Marcy pursed her lips. “I’ll roll Ewan McGregor over, thanks. C’mon, pull it out!”
I looked around the room, but it was still empty. I didn’t hear anyone outside in the hall, either. I looked back at the box and then opened it up all the way.
The Black Jack lay cuddled in its bed of protective bubble-wrap. It didn’t look that sexy. In fact, if I hadn’t already known what it was, I might have thought it was a large black candle or something, instead of a phallic-shaped sex toy.
“Take it out!” Marcy bounced with glee, peering over my shoulder “Let’s see!”
“I thought you already saw it,” I said, but obliged her by unfolding the bubble wrap.
“Oooh.” Marcy cooed with pleasure. “It’s so classy, Elle. Just like you.”
“Oh, good lord, Marcy.” I wanted to clap a hand to my forehead. “Vibrators are not classy!”
“That one is.”
It did have a certain aesthetic charm with its sleek design and deep ebony color. The small, ridged handle, made of molded black plastic to seamlessly match the rest of the device, fit comfortably in my palm. It had weight to it. Solid. For a moment my brain imagined it would make as good a weapon as it would a tool for lovemaking.
“Turn it on!”
“Marcy, no!” I pulled the Black Jack protectively against my chest to keep it out of reach of her grasping hands. “Jesus!”
Laughing, she poked my arm. “Oh, c’mon, Elle! Make sure it works! Here. I put the batteries in the bag.”
She opened the package of batteries with one long fingernail and handed them to me, one by one. They slid into the Black Jack like bullets into a gun, and after a moment the toy rewarded us with a low hum. It buzzed against my palm, tickling.
Marcy giggled. I did too. We hunched like conspirators over it, Marcy making whispered lewd comments and me shaking my head.
“Ladies?”
I clutched the still-working vibrator against my chest, my wrist hastily twisting to turn it off. The voice belonged to Lance Smith, one of the Smiths in Smith, Smith, Smith and Brown. He was the youngest Smith, the third, and a nice guy with a family of three gap-toothed children and a plump wife who sometimes brought him lunch. She liked expensive chocolate truffles from Sweet Heaven. He was also my boss. I definitely did not want him to see my deviant little dildo.

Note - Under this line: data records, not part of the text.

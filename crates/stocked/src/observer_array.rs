use std::collections::BTreeMap;
use std::fmt;
use std::rc::Rc;

use crate::error::StockError;

/// Callback receiving messages of type `M`.
pub type Observer<M> = Rc<dyn Fn(&M)>;

/// Wraps a closure as an [`Observer`].
pub fn observer<M, F>(f: F) -> Observer<M>
where
    F: Fn(&M) + 'static,
{
    Rc::new(f)
}

/// Registration handle, issued in increasing order per [`ObserverArray`].
#[derive(Debug, Clone, Copy, PartialEq, Eq, Hash, PartialOrd, Ord)]
pub struct ObserverKey(u64);

impl fmt::Display for ObserverKey {
    fn fmt(&self, f: &mut fmt::Formatter<'_>) -> fmt::Result {
        write!(f, "{}", self.0)
    }
}

/// Observers of one channel, called in registration order.
pub struct ObserverArray<M> {
    next_key: u64,
    observers: BTreeMap<ObserverKey, Observer<M>>,
}

impl<M> Default for ObserverArray<M> {
    fn default() -> Self {
        Self {
            next_key: 0,
            observers: BTreeMap::new(),
        }
    }
}

impl<M> ObserverArray<M> {
    pub fn new() -> Self {
        Self::default()
    }

    pub fn add(&mut self, observer: Observer<M>) -> ObserverKey {
        let key = ObserverKey(self.next_key);
        self.next_key = self.next_key.saturating_add(1);
        self.observers.insert(key, observer);
        key
    }

    /// # Errors
    ///
    /// Returns [`StockError::UnknownObserver`] if `key` is not registered
    /// (never was, or was already removed).
    pub fn remove(&mut self, key: ObserverKey) -> Result<(), StockError> {
        self.observers
            .remove(&key)
            .map(|_| ())
            .ok_or(StockError::UnknownObserver { key })
    }

    /// Calls every observer with `message`.
    pub fn call(&self, message: &M) {
        for observer in self.snapshot() {
            observer(message);
        }
    }

    /// Clones the current observer list, so it can be called after the
    /// array itself is no longer borrowed.
    pub fn snapshot(&self) -> Vec<Observer<M>> {
        self.observers.values().cloned().collect()
    }

    pub fn is_empty(&self) -> bool {
        self.observers.is_empty()
    }

    pub fn len(&self) -> usize {
        self.observers.len()
    }
}

impl<M> fmt::Debug for ObserverArray<M> {
    fn fmt(&self, f: &mut fmt::Formatter<'_>) -> fmt::Result {
        f.debug_struct("ObserverArray")
            .field("keys", &self.observers.keys().collect::<Vec<_>>())
            .finish()
    }
}
//! Serializable construction parameters.

use serde::{Deserialize, Serialize};
use serde_json::Value;
use stocked_path::Pxth;

use crate::error::StockError;
use crate::proxy::{MappingProxy, ProxyMapSource, StockProxy};

/// Parameters of [`crate::Stock::from_config`].
#[derive(Debug, Clone, Default, PartialEq, Serialize, Deserialize)]
#[serde(rename_all = "camelCase")]
pub struct StockConfig {
    #[serde(default)]
    pub initial_values: Value,
}

impl StockConfig {
    pub fn new(initial_values: Value) -> Self {
        Self { initial_values }
    }
}

/// Declarative [`MappingProxy`]: attachment path plus a nested map whose
/// leaves are real paths in dotted form.
#[derive(Debug, Clone, PartialEq, Serialize, Deserialize)]
pub struct MappingProxyConfig {
    #[serde(default)]
    pub path: Pxth,
    pub map: Value,
}

impl MappingProxyConfig {
    /// Builds and activates the proxy.
    ///
    /// # Errors
    ///
    /// [`StockError::InvalidProxyMap`] or [`StockError::Path`] for a
    /// malformed `map`.
    pub fn into_proxy(self) -> Result<MappingProxy, StockError> {
        let source = ProxyMapSource::from_json(&self.map)?;
        let mut proxy = MappingProxy::new(&source, self.path);
        proxy.activate();
        Ok(proxy)
    }
}
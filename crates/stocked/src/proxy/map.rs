//! Logical-to-real path tables.

use std::collections::VecDeque;

use indexmap::IndexMap;
use serde_json::Value;
use stocked_path::{Pxth, Segment};

use crate::error::StockError;

/// Nested description of a mapping: the shape of the logical value, with a
/// real path at every leaf.
#[derive(Debug, Clone, PartialEq)]
pub enum ProxyMapSource {
    Path(Pxth),
    Object(IndexMap<String, ProxyMapSource>),
    Array(Vec<ProxyMapSource>),
}

impl ProxyMapSource {
    pub fn path(path: Pxth) -> Self {
        ProxyMapSource::Path(path)
    }

    pub fn object<I, K>(entries: I) -> Self
    where
        I: IntoIterator<Item = (K, ProxyMapSource)>,
        K: Into<String>,
    {
        ProxyMapSource::Object(entries.into_iter().map(|(k, v)| (k.into(), v)).collect())
    }

    pub fn array<I>(items: I) -> Self
    where
        I: IntoIterator<Item = ProxyMapSource>,
    {
        ProxyMapSource::Array(items.into_iter().collect())
    }

    /// Reads a source from JSON: strings are real paths (dotted form),
    /// objects and arrays nest.
    ///
    /// # Errors
    ///
    /// [`StockError::InvalidProxyMap`] for any other leaf, or
    /// [`StockError::Path`] for an unparsable path string.
    pub fn from_json(value: &Value) -> Result<Self, StockError> {
        match value {
            Value::String(text) => Ok(ProxyMapSource::Path(Pxth::parse(text)?)),
            Value::Object(map) => map
                .iter()
                .map(|(key, child)| Ok((key.clone(), Self::from_json(child)?)))
                .collect::<Result<IndexMap<_, _>, StockError>>()
                .map(ProxyMapSource::Object),
            Value::Array(items) => items
                .iter()
                .map(Self::from_json)
                .collect::<Result<Vec<_>, StockError>>()
                .map(ProxyMapSource::Array),
            other => Err(StockError::InvalidProxyMap(format!(
                "expected a path string, object or array, found {other}"
            ))),
        }
    }
}

/// Flat table from logical path (relative to the proxy attachment) to real
/// path.
///
/// Equality ignores entry order.
#[derive(Debug, Clone, Default, PartialEq, Eq)]
pub struct ProxyMap {
    entries: IndexMap<Pxth, Pxth>,
}

impl ProxyMap {
    pub fn new() -> Self {
        Self::default()
    }

    /// Flattens `source`, breadth first. A top-level path leaf maps the root.
    pub fn from_source(source: &ProxyMapSource) -> Self {
        let mut map = ProxyMap::new();
        let mut queue = VecDeque::from([(Pxth::root(), source)]);
        while let Some((prefix, node)) = queue.pop_front() {
            match node {
                ProxyMapSource::Path(real) => {
                    map.insert(prefix, real.clone());
                }
                ProxyMapSource::Object(children) => {
                    for (key, child) in children {
                        queue.push_back((prefix.child(Segment::from(key.as_str())), child));
                    }
                }
                ProxyMapSource::Array(items) => {
                    for (index, child) in items.iter().enumerate() {
                        queue.push_back((prefix.child(index), child));
                    }
                }
            }
        }
        map
    }

    pub fn insert(&mut self, logical: Pxth, real: Pxth) -> Option<Pxth> {
        self.entries.insert(logical, real)
    }

    pub fn get(&self, logical: &Pxth) -> Option<&Pxth> {
        self.entries.get(logical)
    }

    pub fn len(&self) -> usize {
        self.entries.len()
    }

    pub fn is_empty(&self) -> bool {
        self.entries.is_empty()
    }

    pub fn iter(&self) -> impl Iterator<Item = (&Pxth, &Pxth)> {
        self.entries.iter()
    }

    /// Entries whose logical path lies strictly below `logical`.
    pub fn entries_under<'a>(&'a self, logical: &'a Pxth) -> impl Iterator<Item = (&'a Pxth, &'a Pxth)> {
        self.entries.iter().filter(move |(key, _)| logical.is_ancestor_of(key))
    }

    /// The deepest entry whose logical path is a strict ancestor of `logical`.
    pub fn mapped_ancestor(&self, logical: &Pxth) -> Option<(&Pxth, &Pxth)> {
        self.entries
            .iter()
            .filter(|(key, _)| key.is_ancestor_of(logical))
            .max_by_key(|(key, _)| key.len())
    }

    /// Logical path whose real path is exactly `real`.
    pub fn find_logical(&self, real: &Pxth) -> Option<&Pxth> {
        self.entries
            .iter()
            .find_map(|(logical, target)| (target == real).then_some(logical))
    }
}

impl FromIterator<(Pxth, Pxth)> for ProxyMap {
    fn from_iter<I: IntoIterator<Item = (Pxth, Pxth)>>(iter: I) -> Self {
        Self {
            entries: iter.into_iter().collect(),
        }
    }
}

“Lance,” Marcy said. “Time for the meeting?”
“Yep. Elle, you’ve got the files on the charity information, right?”
“Sure, Lance,” I told him cheerfully without turning around.
“Great. Oh, we’re meeting in the big room today. Dad’s coming. See you there in five.”
Dad was the senior Smith. Walter. He’d retired two years before but liked to keep active with the firm’s charitable contributions. He, too, was a nice man. I didn’t want him to see my sex toy, either.
“We’d better get over there.” Marcy’s eyes danced with amusement. “We don’t want to keep Walt waiting.”
That wouldn’t have been a good idea. And since my office was on the other side of the building, away from the meeting room, that meant I’d have to find a place to stash the Black Jack until afterwards. I looked around, but putting it in the cupboard was too risky. My luck, someone would go looking for more creamer and find my Black Jack instead.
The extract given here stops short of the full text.